- **Work to be completed**: Copy each line of the data that has "BecomeCurrentActivity" in it.
[Data — start]
//! Pure transition function for the playback state machine.

use tracing::{debug, info, warn};

use marconio_proto::MediaPlayable;

use super::state::{PlaybackAction, PlaybackState, PlayerState};
use crate::clients::activity::{UserActivity, UserActivityEvent};
use crate::clients::audio::{AudioEngineEvent, LoadRequest};
use crate::clients::now_playing::{NowPlayingInfo, NowPlayingStatus};
use crate::clients::remote::ExternalCommand;

/// Work the coordinator performs against its collaborators, in order.
#[derive(Debug, Clone, PartialEq, Eq)]
pub enum Effect {
    EngineLoad(LoadRequest),
    EngineResume,
    EnginePause,
    EngineStop,
    PublishStatus(NowPlayingStatus),
    PublishInfo(NowPlayingInfo),
    UpdateAppTile(MediaPlayable),
    BecomeCurrentActivity(MediaPlayable),
    MarkActivityCurrent(UserActivity),
    ResignCurrentActivity(UserActivity),
    StartRemoteCommands,
    /// Feed a follow-up action back into the coordinator.
    Send(PlaybackAction),
}

pub fn reduce(state: &mut PlaybackState, action: PlaybackAction) -> Vec<Effect> {
    match action {
        PlaybackAction::LoadPlayable(playable) => {
            info!("playback: loading {} ({})", playable.title, playable.stream_url);
            state.load_generation += 1;
            state.player_state = PlayerState::Playing;
            state.currently_playing = Some(playable.clone());

            let mut effects = vec![
                Effect::EngineLoad(LoadRequest {
                    stream_url: playable.stream_url.clone(),
                    generation: state.load_generation,
                }),
                Effect::PublishStatus(NowPlayingStatus::Playing),
                Effect::PublishInfo(NowPlayingInfo::for_playable(&playable)),
                Effect::UpdateAppTile(playable.clone()),
                Effect::BecomeCurrentActivity(playable),
            ];
            effects.extend(start_monitoring(state));
            effects
        }

        PlaybackAction::PausePlayback | PlaybackAction::ExternalCommand(ExternalCommand::Pause) => {
            state.player_state = PlayerState::Paused;
            vec![
                Effect::EnginePause,
                Effect::PublishStatus(NowPlayingStatus::Paused),
            ]
        }

        PlaybackAction::ResumePlayback | PlaybackAction::ExternalCommand(ExternalCommand::Resume) => {
            state.player_state = PlayerState::Playing;
            vec![
                Effect::EngineResume,
                Effect::PublishStatus(NowPlayingStatus::Playing),
            ]
        }

        PlaybackAction::TogglePlayback | PlaybackAction::ExternalCommand(ExternalCommand::Toggle) => {
            match state.player_state {
                PlayerState::Paused => vec![Effect::Send(PlaybackAction::ResumePlayback)],
                PlayerState::Playing => vec![Effect::Send(PlaybackAction::PausePlayback)],
                PlayerState::Stopped => Vec::new(),
            }
        }

        PlaybackAction::StopPlayback => {
            if state.currently_playing.is_some() {
                info!("playback: stopped");
            }
            // outstanding engine reports belong to the load being stopped
            state.load_generation += 1;
            state.player_state = PlayerState::Stopped;
            state.currently_playing = None;
            state.route_picker = None;

            let mut effects = vec![
                Effect::EngineStop,
                Effect::PublishStatus(NowPlayingStatus::Stopped),
            ];
            if let Some(activity) = state.current_activity.take() {
                effects.push(Effect::ResignCurrentActivity(activity));
            }
            effects
        }

        PlaybackAction::UpdateNowPlaying => match &state.currently_playing {
            Some(playable) => vec![Effect::PublishInfo(NowPlayingInfo::for_playable(playable))],
            None => Vec::new(),
        },

        PlaybackAction::StartMonitoringRemoteCommands => start_monitoring(state).into_iter().collect(),

        PlaybackAction::UserActivity(event) => {
            match event {
                UserActivityEvent::BecomeCurrent(activity) => {
                    state.current_activity = Some(activity.clone());
                    return vec![Effect::MarkActivityCurrent(activity)];
                }
                UserActivityEvent::ResignCurrent => state.current_activity = None,
                // resolution happens one level up
                UserActivityEvent::WillHandle(_) | UserActivityEvent::WillNotHandle(_) => {}
            }
            Vec::new()
        }

        PlaybackAction::AudioEngine(event) => {
            if event.generation() != state.load_generation {
                debug!(
                    "playback: dropping engine event for load {} (current {})",
                    event.generation(),
                    state.load_generation
                );
                return Vec::new();
            }
            match event {
                AudioEngineEvent::DidLoad { route, .. } => state.route_picker = route,
                AudioEngineEvent::LoadFailed { error, .. } => {
                    warn!("playback: engine failed to load stream: {}", error);
                }
            }
            Vec::new()
        }
    }
}

fn start_monitoring(state: &mut PlaybackState) -> Option<Effect> {
    if state.monitoring_remote_commands {
        return None;
    }
    state.monitoring_remote_commands = true;
    Some(Effect::StartRemoteCommands)
}

#[cfg(test)]
mod tests {
    use super::*;
    use crate::clients::audio::{EngineError, RoutePicker};
    use url::Url;

    fn playable(id: &str) -> MediaPlayable {
        MediaPlayable::new(
            id,
            format!("Channel {id}"),
            Some("Morning show".into()),
            "desc",
            Url::parse("https://www.nts.live").unwrap(),
            Url::parse("https://www.nts.live").unwrap(),
            Url::parse(&format!("https://stream-relay-geo.ntslive.net/stream{id}")).unwrap(),
            None,
        )
    }

    fn playing() -> PlaybackState {
        let mut state = PlaybackState::default();
        reduce(&mut state, PlaybackAction::LoadPlayable(playable("1")));
        state
    }

    fn run(state: &mut PlaybackState, action: PlaybackAction) -> Vec<Effect> {
        // follows Send effects the way the coordinator does
        let mut pending = vec![action];
        let mut out = Vec::new();
        while let Some(next) = pending.pop() {
            for effect in reduce(state, next) {
                match effect {
                    Effect::Send(follow_up) => pending.push(follow_up),
                    other => out.push(other),
                }
            }
        }
        out
    }

    #[test]
    fn load_emits_effects_in_order() {
        let mut state = PlaybackState::default();
        let p = playable("1");
        let effects = reduce(&mut state, PlaybackAction::LoadPlayable(p.clone()));

        assert_eq!(
            effects,
            vec![
                Effect::EngineLoad(LoadRequest {
                    stream_url: p.stream_url.clone(),
                    generation: 1,
                }),
                Effect::PublishStatus(NowPlayingStatus::Playing),
                Effect::PublishInfo(NowPlayingInfo::for_playable(&p)),
                Effect::UpdateAppTile(p.clone()),
                Effect::BecomeCurrentActivity(p.clone()),
                Effect::StartRemoteCommands,
            ]
        );
        assert_eq!(state.player_state, PlayerState::Playing);
        assert_eq!(state.currently_playing, Some(p));
        assert!(state.monitoring_remote_commands);
    }

    #[test]
    fn second_load_does_not_restart_monitoring() {
        let mut state = playing();
        let effects = reduce(&mut state, PlaybackAction::LoadPlayable(playable("2")));
        assert!(!effects.contains(&Effect::StartRemoteCommands));
        assert_eq!(state.load_generation, 2);
        assert_eq!(state.currently_playing.unwrap().id, "2");
    }

    #[test]
    fn stop_from_any_state_clears_playback() {
        for setup in [PlaybackState::default(), playing(), {
            let mut s = playing();
            reduce(&mut s, PlaybackAction::PausePlayback);
            s
        }] {
            let mut state = setup;
            reduce(&mut state, PlaybackAction::StopPlayback);
            assert_eq!(state.player_state, PlayerState::Stopped);
            assert!(state.currently_playing.is_none());
            assert!(state.route_picker.is_none());
        }
    }

    #[test]
    fn stop_resigns_held_activity() {
        let mut state = playing();
        let activity = UserActivity::for_playable(&playable("1"));
        reduce(
            &mut state,
            PlaybackAction::UserActivity(UserActivityEvent::BecomeCurrent(activity.clone())),
        );

        let effects = reduce(&mut state, PlaybackAction::StopPlayback);
        assert_eq!(
            effects,
            vec![
                Effect::EngineStop,
                Effect::PublishStatus(NowPlayingStatus::Stopped),
                Effect::ResignCurrentActivity(activity),
            ]
        );
        assert!(state.current_activity.is_none());
    }

    #[test]
    fn toggle_twice_from_playing_returns_to_playing() {
        let mut state = playing();
        let first = run(&mut state, PlaybackAction::TogglePlayback);
        assert_eq!(state.player_state, PlayerState::Paused);
        assert_eq!(
            first,
            vec![Effect::EnginePause, Effect::PublishStatus(NowPlayingStatus::Paused)]
        );
        run(&mut state, PlaybackAction::TogglePlayback);
        assert_eq!(state.player_state, PlayerState::Playing);
    }

    #[test]
    fn toggle_while_stopped_does_nothing() {
        let mut state = PlaybackState::default();
        for _ in 0..3 {
            assert!(run(&mut state, PlaybackAction::TogglePlayback).is_empty());
        }
        assert_eq!(state, PlaybackState::default());
    }

    #[test]
    fn external_commands_match_local_actions() {
        let mut local = playing();
        let mut remote = local.clone();
        assert_eq!(
            run(&mut local, PlaybackAction::PausePlayback),
            run(&mut remote, PlaybackAction::ExternalCommand(ExternalCommand::Pause))
        );
        assert_eq!(local, remote);

        assert_eq!(
            run(&mut local, PlaybackAction::ResumePlayback),
            run(&mut remote, PlaybackAction::ExternalCommand(ExternalCommand::Toggle))
        );
        assert_eq!(local, remote);
    }

    #[test]
    fn update_now_playing_only_when_something_plays() {
        let mut idle = PlaybackState::default();
        assert!(reduce(&mut idle, PlaybackAction::UpdateNowPlaying).is_empty());

        let mut state = playing();
        let effects = reduce(&mut state, PlaybackAction::UpdateNowPlaying);
        assert!(matches!(&effects[..], [Effect::PublishInfo(info)] if info.artist == "NTS"));
    }

    #[test]
    fn explicit_monitoring_start_is_idempotent() {
        let mut state = PlaybackState::default();
        assert_eq!(
            reduce(&mut state, PlaybackAction::StartMonitoringRemoteCommands),
            vec![Effect::StartRemoteCommands]
        );
        assert!(reduce(&mut state, PlaybackAction::StartMonitoringRemoteCommands).is_empty());
    }

    #[test]
    fn stale_engine_events_are_ignored() {
        let mut state = playing();
        reduce(&mut state, PlaybackAction::LoadPlayable(playable("2")));

        let route = RoutePicker {
            engine: "mpv".into(),
            device: Some("auto".into()),
        };
        reduce(
            &mut state,
            PlaybackAction::AudioEngine(AudioEngineEvent::DidLoad {
                generation: 1,
                route: Some(route.clone()),
            }),
        );
        assert!(state.route_picker.is_none());

        reduce(
            &mut state,
            PlaybackAction::AudioEngine(AudioEngineEvent::DidLoad {
                generation: 2,
                route: Some(route.clone()),
            }),
        );
        assert_eq!(state.route_picker, Some(route));
    }

    #[test]
    fn late_engine_report_after_stop_is_ignored() {
        let mut state = playing();
        reduce(&mut state, PlaybackAction::StopPlayback);

        reduce(
            &mut state,
            PlaybackAction::AudioEngine(AudioEngineEvent::DidLoad {
                generation: 1,
                route: Some(RoutePicker {
                    engine: "mpv".into(),
                    device: Some("auto".into()),
                }),
            }),
        );
        assert_eq!(state.player_state, PlayerState::Stopped);
        assert!(state.currently_playing.is_none());
        assert!(state.route_picker.is_none());
    }

    #[test]
    fn load_failure_leaves_state_alone() {
        let mut state = playing();
        let before = state.clone();
        reduce(
            &mut state,
            PlaybackAction::AudioEngine(AudioEngineEvent::LoadFailed {
                generation: 1,
                error: EngineError::Unavailable("no player".into()),
            }),
        );
        assert_eq!(state, before);
    }
}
[Data — finish]
- **Expected answer**:
    BecomeCurrentActivity(MediaPlayable),
                Effect::BecomeCurrentActivity(playable),
                Effect::BecomeCurrentActivity(p.clone()),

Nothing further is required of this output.